*WORK TO BE COMPLETED:* From the entries below, copy out all lines holding "greater".
┌──
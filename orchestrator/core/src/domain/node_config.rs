// Copyright (c) 2026 100monkeys.ai
// SPDX-License-Identifier: AGPL-3.0

// Node Configuration Types
//
// Settings consumed by the deployment manager:
// - Container runtime connection and image naming
// - Resource ceilings applied to every agent container
// - Build / start / stop / predict timeouts
// - HTTP API bind address

use regex::Regex;
use serde::{Deserialize, Serialize};
use std::path::{Path, PathBuf};
use std::sync::LazyLock;
use std::time::Duration;

use crate::domain::deployment::ResourceLimits;

/// Top-level node configuration
#[derive(Debug, Clone, Default, Serialize, Deserialize)]
pub struct NodeConfig {
    #[serde(default)]
    pub runtime: RuntimeConfig,

    #[serde(default)]
    pub limits: LimitsConfig,

    #[serde(default)]
    pub timeouts: TimeoutConfig,

    #[serde(default)]
    pub network: NetworkConfig,
}

#[derive(Debug, Clone, Serialize, Deserialize)]
pub struct RuntimeConfig {
    /// Path to Docker socket
    /// Default: auto-detect (DOCKER_HOST, then the platform default socket)
    #[serde(skip_serializing_if = "Option::is_none")]
    pub docker_socket_path: Option<String>,

    /// Optional Docker network for agent containers (None = default bridge)
    #[serde(skip_serializing_if = "Option::is_none")]
    pub network_mode: Option<String>,

    /// Base image of every agent build descriptor
    #[serde(default = "default_base_image")]
    pub base_image: String,

    /// Port the wrapped service listens on inside its container
    #[serde(default = "default_internal_port")]
    pub internal_port: u16,

    /// Host name used when composing agent service URLs
    #[serde(default = "default_public_host")]
    pub public_host: String,

    /// Image tag namespace, e.g. "smart-minions" → "smart-minions/agent-<id>:latest"
    #[serde(default = "default_image_namespace")]
    pub image_namespace: String,

    /// Container name prefix, e.g. "minion" → "minion-<id>"
    #[serde(default = "default_container_prefix")]
    pub container_prefix: String,

    /// Parent directory of per-agent build contexts
    #[serde(default = "default_workspace_dir")]
    pub workspace_dir: PathBuf,
}

impl Default for RuntimeConfig {
    fn default() -> Self {
        Self {
            docker_socket_path: None,
            network_mode: None,
            base_image: default_base_image(),
            internal_port: default_internal_port(),
            public_host: default_public_host(),
            image_namespace: default_image_namespace(),
            container_prefix: default_container_prefix(),
            workspace_dir: default_workspace_dir(),
        }
    }
}

#[derive(Debug, Clone, Serialize, Deserialize)]
pub struct LimitsConfig {
    /// Memory ceiling per agent container, in MiB
    #[serde(default = "default_memory_mb")]
    pub memory_mb: u64,

    /// CPU share per agent container, in cores (fractions allowed)
    #[serde(default = "default_cpu_cores")]
    pub cpu_cores: f64,
}

impl Default for LimitsConfig {
    fn default() -> Self {
        Self {
            memory_mb: default_memory_mb(),
            cpu_cores: default_cpu_cores(),
        }
    }
}

impl LimitsConfig {
    pub fn to_limits(&self) -> ResourceLimits {
        ResourceLimits {
            memory_mb: self.memory_mb,
            cpu_cores: self.cpu_cores,
        }
    }
}

#[derive(Debug, Clone, Serialize, Deserialize)]
pub struct TimeoutConfig {
    #[serde(default = "default_build_timeout")]
    pub build_seconds: u64,

    /// Covers create + start + host port readback
    #[serde(default = "default_start_timeout")]
    pub start_seconds: u64,

    /// Grace period given to a container before it is killed
    #[serde(default = "default_stop_grace")]
    pub stop_grace_seconds: u32,

    #[serde(default = "default_predict_timeout")]
    pub predict_seconds: u64,
}

impl Default for TimeoutConfig {
    fn default() -> Self {
        Self {
            build_seconds: default_build_timeout(),
            start_seconds: default_start_timeout(),
            stop_grace_seconds: default_stop_grace(),
            predict_seconds: default_predict_timeout(),
        }
    }
}

impl TimeoutConfig {
    pub fn build(&self) -> Duration {
        Duration::from_secs(self.build_seconds)
    }

    pub fn start(&self) -> Duration {
        Duration::from_secs(self.start_seconds)
    }

    pub fn predict(&self) -> Duration {
        Duration::from_secs(self.predict_seconds)
    }
}

#[derive(Debug, Clone, Serialize, Deserialize)]
pub struct NetworkConfig {
    /// Network bind address (e.g. "0.0.0.0" or "127.0.0.1")
    #[serde(default = "default_bind_address")]
    pub bind_address: String,

    /// HTTP API port
    #[serde(default = "default_api_port")]
    pub port: u16,
}

impl Default for NetworkConfig {
    fn default() -> Self {
        Self {
            bind_address: default_bind_address(),
            port: default_api_port(),
        }
    }
}

impl NodeConfig {
    /// Load configuration from YAML file
    pub fn from_yaml_file(path: impl AsRef<Path>) -> anyhow::Result<Self> {
        let content = std::fs::read_to_string(path)?;
        let config = serde_yaml::from_str(&content)?;
        Ok(config)
    }

    /// Parse configuration from YAML string
    pub fn from_yaml_str(yaml: &str) -> anyhow::Result<Self> {
        let config = serde_yaml::from_str(yaml)?;
        Ok(config)
    }

    pub fn to_yaml_string(&self) -> anyhow::Result<String> {
        Ok(serde_yaml::to_string(self)?)
    }

    /// Discover configuration file using precedence order
    /// 1. MINIONS_CONFIG_PATH environment variable
    /// 2. ./minions-config.yaml (working directory)
    /// 3. ~/.minions/config.yaml (user home)
    /// 4. /etc/minions/config.yaml (Unix only)
    pub fn discover_config() -> Option<PathBuf> {
        if let Ok(path) = std::env::var("MINIONS_CONFIG_PATH") {
            let path = PathBuf::from(path);
            if path.exists() {
                return Some(path);
            }
        }

        let cwd = PathBuf::from("./minions-config.yaml");
        if cwd.exists() {
            return Some(cwd);
        }

        if let Some(home) = dirs::home_dir() {
            let user_config = home.join(".minions").join("config.yaml");
            if user_config.exists() {
                return Some(user_config);
            }
        }

        #[cfg(unix)]
        {
            let system_config = PathBuf::from("/etc/minions/config.yaml");
            if system_config.exists() {
                return Some(system_config);
            }
        }

        None
    }

    /// Load configuration with discovery, fallback to default
    pub fn load_or_default(cli_path: Option<PathBuf>) -> anyhow::Result<Self> {
        // Explicit path must exist and parse
        if let Some(path) = cli_path {
            tracing::info!("Loading configuration from explicit path: {:?}", path);
            let mut config = Self::from_yaml_file(&path)
                .map_err(|e| anyhow::anyhow!("Failed to load config at {:?}: {}", path, e))?;
            config.apply_env_overrides();
            return Ok(config);
        }

        let mut config = if let Some(config_path) = Self::discover_config() {
            tracing::info!("Loading configuration from discovered path: {:?}", config_path);
            Self::from_yaml_file(config_path)?
        } else {
            tracing::warn!("No configuration file found in standard locations. Using defaults.");
            Self::default()
        };
        config.apply_env_overrides();
        Ok(config)
    }

    /// Apply environment variable overrides to configuration
    /// This allows container deployments to override config via env vars
    pub fn apply_env_overrides(&mut self) {
        self.apply_overrides(|key| std::env::var(key).ok());
    }

    fn apply_overrides(&mut self, lookup: impl Fn(&str) -> Option<String>) {
        if let Some(val) = lookup("MINIONS_AGENT_MAX_MEMORY_MB") {
            match val.trim().parse::<u64>() {
                Ok(mb) => self.limits.memory_mb = mb,
                Err(_) => tracing::warn!("Invalid value for MINIONS_AGENT_MAX_MEMORY_MB: '{}'. Ignoring.", val),
            }
        }
        if let Some(val) = lookup("MINIONS_AGENT_CPU") {
            match val.trim().parse::<f64>() {
                Ok(cores) => self.limits.cpu_cores = cores,
                Err(_) => tracing::warn!("Invalid value for MINIONS_AGENT_CPU: '{}'. Ignoring.", val),
            }
        }
        if let Some(val) = lookup("MINIONS_BUILD_TIMEOUT_SECS") {
            match val.trim().parse::<u64>() {
                Ok(secs) => self.timeouts.build_seconds = secs,
                Err(_) => tracing::warn!("Invalid value for MINIONS_BUILD_TIMEOUT_SECS: '{}'. Ignoring.", val),
            }
        }
        if let Some(val) = lookup("MINIONS_START_TIMEOUT_SECS") {
            match val.trim().parse::<u64>() {
                Ok(secs) => self.timeouts.start_seconds = secs,
                Err(_) => tracing::warn!("Invalid value for MINIONS_START_TIMEOUT_SECS: '{}'. Ignoring.", val),
            }
        }
        if let Some(val) = lookup("MINIONS_IMAGE_NAMESPACE") {
            self.runtime.image_namespace = val;
        }
        if let Some(val) = lookup("MINIONS_PUBLIC_HOST") {
            self.runtime.public_host = val;
        }
        if let Some(val) = lookup("MINIONS_DOCKER_SOCKET") {
            self.runtime.docker_socket_path = Some(val);
        }
    }

    /// Validate configuration
    pub fn validate(&self) -> anyhow::Result<()> {
        if self.limits.memory_mb == 0 {
            anyhow::bail!("limits.memory_mb must be greater than zero");
        }
        if !self.limits.cpu_cores.is_finite() || self.limits.cpu_cores <= 0.0 {
            anyhow::bail!("limits.cpu_cores must be a positive number, got {}", self.limits.cpu_cores);
        }
        if self.timeouts.build_seconds == 0 || self.timeouts.start_seconds == 0 || self.timeouts.predict_seconds == 0 {
            anyhow::bail!("timeouts must be greater than zero");
        }
        if self.runtime.image_namespace.trim().is_empty() {
            anyhow::bail!("runtime.image_namespace cannot be empty");
        }
        if !is_valid_image_namespace(&self.runtime.image_namespace) {
            anyhow::bail!(
                "runtime.image_namespace '{}' is not a valid image repository prefix \
                 (lowercase letters, digits and separators, optionally led by a registry host)",
                self.runtime.image_namespace
            );
        }
        if self.runtime.container_prefix.trim().is_empty() {
            anyhow::bail!("runtime.container_prefix cannot be empty");
        }
        if self.runtime.internal_port == 0 {
            anyhow::bail!("runtime.internal_port cannot be 0");
        }
        if self.runtime.public_host.trim().is_empty() {
            anyhow::bail!("runtime.public_host cannot be empty");
        }
        Ok(())
    }
}

/// One path component of an image repository name.
static IMAGE_PATH_COMPONENT_RE: LazyLock<Regex> = LazyLock::new(|| {
    #[allow(clippy::expect_used)]
    Regex::new(r"^[a-z0-9]+(?:(?:[._]|__|-+)[a-z0-9]+)*$").expect("valid regex")
});

/// Registry host with an optional port, e.g. `registry.local:5000`.
static IMAGE_REGISTRY_HOST_RE: LazyLock<Regex> = LazyLock::new(|| {
    #[allow(clippy::expect_used)]
    Regex::new(r"^[a-zA-Z0-9](?:[a-zA-Z0-9-]*[a-zA-Z0-9])?(?:\.[a-zA-Z0-9](?:[a-zA-Z0-9-]*[a-zA-Z0-9])?)*(?::[0-9]+)?$")
        .expect("valid regex")
});

/// The namespace is joined as `<namespace>/agent-<id>:latest`, so it must be
/// a valid repository prefix on its own.
fn is_valid_image_namespace(namespace: &str) -> bool {
    let mut components: Vec<&str> = namespace.split('/').collect();
    let first = components[0];
    // Same rule the engine uses to tell a registry host from a path component
    if components.len() > 1 && (first.contains('.') || first.contains(':') || first == "localhost") {
        if !IMAGE_REGISTRY_HOST_RE.is_match(first) {
            return false;
        }
        components.remove(0);
    }
    components
        .iter()
        .all(|component| IMAGE_PATH_COMPONENT_RE.is_match(component))
}

// Default value functions
fn default_base_image() -> String {
    "python:3.9-slim".to_string()
}

fn default_internal_port() -> u16 {
    7860
}

fn default_public_host() -> String {
    "localhost".to_string()
}

fn default_image_namespace() -> String {
    "smart-minions".to_string()
}

fn default_container_prefix() -> String {
    "minion".to_string()
}

fn default_workspace_dir() -> PathBuf {
    PathBuf::from("agents")
}

fn default_memory_mb() -> u64 {
    512
}

fn default_cpu_cores() -> f64 {
    1.0
}

fn default_build_timeout() -> u64 {
    600
}

fn default_start_timeout() -> u64 {
    60
}

fn default_stop_grace() -> u32 {
    10
}

fn default_predict_timeout() -> u64 {
    120
}

fn default_bind_address() -> String {
    "127.0.0.1".to_string()
}

fn default_api_port() -> u16 {
    8000
}

#[cfg(test)]
mod tests {
    use super::*;
    use std::collections::HashMap;

    #[test]
    fn test_image_namespace_must_be_a_repository_prefix() {
        for namespace in ["smart-minions", "team/agents", "registry.local:5000/team", "localhost/minions", "a__b.c"] {
            let mut config = NodeConfig::default();
            config.runtime.image_namespace = namespace.to_string();
            assert!(config.validate().is_ok(), "{} should be accepted", namespace);
        }

        for namespace in ["Smart-Minions", "smart minions", "team//agents", "-leading", "trailing/", "bad_:tag"] {
            let mut config = NodeConfig::default();
            config.runtime.image_namespace = namespace.to_string();
            assert!(config.validate().is_err(), "{} should be rejected", namespace);
        }
    }

    #[test]
    fn test_defaults_are_valid() {
        let config = NodeConfig::default();
        assert!(config.validate().is_ok());
        assert_eq!(config.runtime.internal_port, 7860);
        assert_eq!(config.runtime.image_namespace, "smart-minions");
        assert_eq!(config.limits.to_limits().memory_mb, 512);
    }

    #[test]
    fn test_partial_yaml_fills_defaults() {
        let config = NodeConfig::from_yaml_str(
            r#"
limits:
  memory_mb: 1024
timeouts:
  build_seconds: 30
"#,
        )
        .unwrap();

        assert_eq!(config.limits.memory_mb, 1024);
        assert_eq!(config.limits.cpu_cores, 1.0);
        assert_eq!(config.timeouts.build_seconds, 30);
        assert_eq!(config.timeouts.start_seconds, 60);
        assert_eq!(config.network.port, 8000);
    }

    #[test]
    fn test_env_overrides() {
        let vars = HashMap::from([
            ("MINIONS_AGENT_MAX_MEMORY_MB", "2048"),
            ("MINIONS_AGENT_CPU", "not-a-number"),
            ("MINIONS_IMAGE_NAMESPACE", "acme"),
        ]);
        let mut config = NodeConfig::default();
        config.apply_overrides(|key| vars.get(key).map(|v| v.to_string()));

        assert_eq!(config.limits.memory_mb, 2048);
        assert_eq!(config.limits.cpu_cores, 1.0);
        assert_eq!(config.runtime.image_namespace, "acme");
    }

    #[test]
    fn test_validation() {
        let mut config = NodeConfig::default();

        config.limits.memory_mb = 0;
        assert!(config.validate().is_err());
        config.limits.memory_mb = 256;

        config.limits.cpu_cores = 0.0;
        assert!(config.validate().is_err());
        config.limits.cpu_cores = 0.5;

        config.timeouts.start_seconds = 0;
        assert!(config.validate().is_err());
        config.timeouts.start_seconds = 5;

        config.runtime.image_namespace = " ".to_string();
        assert!(config.validate().is_err());
    }
}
└──
*RESPONSE BELOW:*
            anyhow::bail!("limits.memory_mb must be greater than zero");
            anyhow::bail!("timeouts must be greater than zero");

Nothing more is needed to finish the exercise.